Das klassische Experiment sieht so aus: Man stellt einen definierten Anfangszustand her, und das Resultat fällt zu allen Zeiten und an allen Orten gleich aus. Dies ist jedoch nur in einer kleinen Zahl - und für den "Normalmenschen" meist eher irrelevanten - Situationen möglich. In nahezu allen als bedeutsam und wichtig empfundenen Situation kann entweder der
Anfangszustand gar nicht reproduziert werden, oder die Ergebnisse fallen dennoch unterschiedlich aus ("chaotische Systeme")

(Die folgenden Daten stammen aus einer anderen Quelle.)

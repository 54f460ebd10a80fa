//! Server execution logic.

use std::{future::Future, sync::Arc};

use axum::{Router, routing::get};
use deai_shared::time::Clock;
use tokio::net::TcpListener;
use tower_http::trace::TraceLayer;

use crate::usecase::{
    ConnectClientUseCase, DisconnectClientUseCase, GetStatsUseCase, JoinCategoryUseCase,
    NextPeerUseCase, RelaySignalUseCase,
};

use super::{
    handler::{get_stats, health_check, websocket_handler},
    signal::shutdown_signal,
    state::AppState,
};

/// Pairing signaling server
///
/// This struct holds the use cases the handlers dispatch to and provides methods to run the server.
///
/// # Example
///
/// ```ignore
/// let server = Server::new(
///     connect_client_usecase,
///     join_category_usecase,
///     next_peer_usecase,
///     relay_signal_usecase,
///     disconnect_client_usecase,
///     get_stats_usecase,
///     clock,
/// );
/// server.run("127.0.0.1".to_string(), 3000).await?;
/// ```
pub struct Server {
    state: Arc<AppState>,
}

impl Server {
    /// Create a new Server instance
    ///
    /// # Arguments
    ///
    /// * `connect_client_usecase` - UseCase for connection registration
    /// * `join_category_usecase` - UseCase for joining a category
    /// * `next_peer_usecase` - UseCase for skipping to the next peer
    /// * `relay_signal_usecase` - UseCase for room-scoped relay
    /// * `disconnect_client_usecase` - UseCase for connection teardown
    /// * `get_stats_usecase` - UseCase for the stats endpoint
    /// * `clock` - Clock used for HTTP response timestamps
    pub fn new(
        connect_client_usecase: Arc<ConnectClientUseCase>,
        join_category_usecase: Arc<JoinCategoryUseCase>,
        next_peer_usecase: Arc<NextPeerUseCase>,
        relay_signal_usecase: Arc<RelaySignalUseCase>,
        disconnect_client_usecase: Arc<DisconnectClientUseCase>,
        get_stats_usecase: Arc<GetStatsUseCase>,
        clock: Arc<dyn Clock>,
    ) -> Self {
        Self {
            state: Arc::new(AppState {
                connect_client_usecase,
                join_category_usecase,
                next_peer_usecase,
                relay_signal_usecase,
                disconnect_client_usecase,
                get_stats_usecase,
                clock,
            }),
        }
    }

    /// Build the axum router with every endpoint attached
    pub fn into_router(self) -> Router {
        Router::new()
            // WebSocket エンドポイント
            .route("/ws", get(websocket_handler))
            // HTTP エンドポイント
            .route("/api/health", get(health_check))
            .route("/api/stats", get(get_stats))
            .layer(TraceLayer::new_for_http())
            .with_state(self.state)
    }

    /// Run the signaling server until Ctrl+C or SIGTERM
    ///
    /// # Arguments
    ///
    /// * `host` - The host address to bind to (e.g., "127.0.0.1")
    /// * `port` - The port number to bind to (e.g., 3000)
    ///
    /// # Errors
    ///
    /// Returns an error if the server fails to bind to the specified address or
    /// if there's an error during server execution.
    pub async fn run(self, host: String, port: u16) -> Result<(), Box<dyn std::error::Error>> {
        let bind_addr = format!("{}:{}", host, port);
        let listener = TcpListener::bind(&bind_addr).await?;

        tracing::info!("Connect to: ws://{}/ws", bind_addr);
        tracing::info!("Press Ctrl+C to shutdown gracefully");

        self.serve(listener, shutdown_signal()).await
    }

    /// Serve on an already bound listener until `shutdown` resolves
    pub async fn serve<F>(
        self,
        listener: TcpListener,
        shutdown: F,
    ) -> Result<(), Box<dyn std::error::Error>>
    where
        F: Future<Output = ()> + Send + 'static,
    {
        tracing::info!(
            "Signaling server listening on {}",
            listener.local_addr()?
        );

        axum::serve(listener, self.into_router())
            .with_graceful_shutdown(shutdown)
            .await?;

        tracing::info!("Server shutdown complete");

        Ok(())
    }
}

(3a) Eine heute beliebte Einschränkung dieses Glaubens berücksichtigt die
Heisenbergsche Unschärfe: "... bzw gehorchen im Gültigkeitsbereich der
Quantenmechanik einer definierten statistischen Verteilung".
(4) Alle Vorgänge in der Welt können auf elementarer Ebene inkrementell-kausal beschrieben werden.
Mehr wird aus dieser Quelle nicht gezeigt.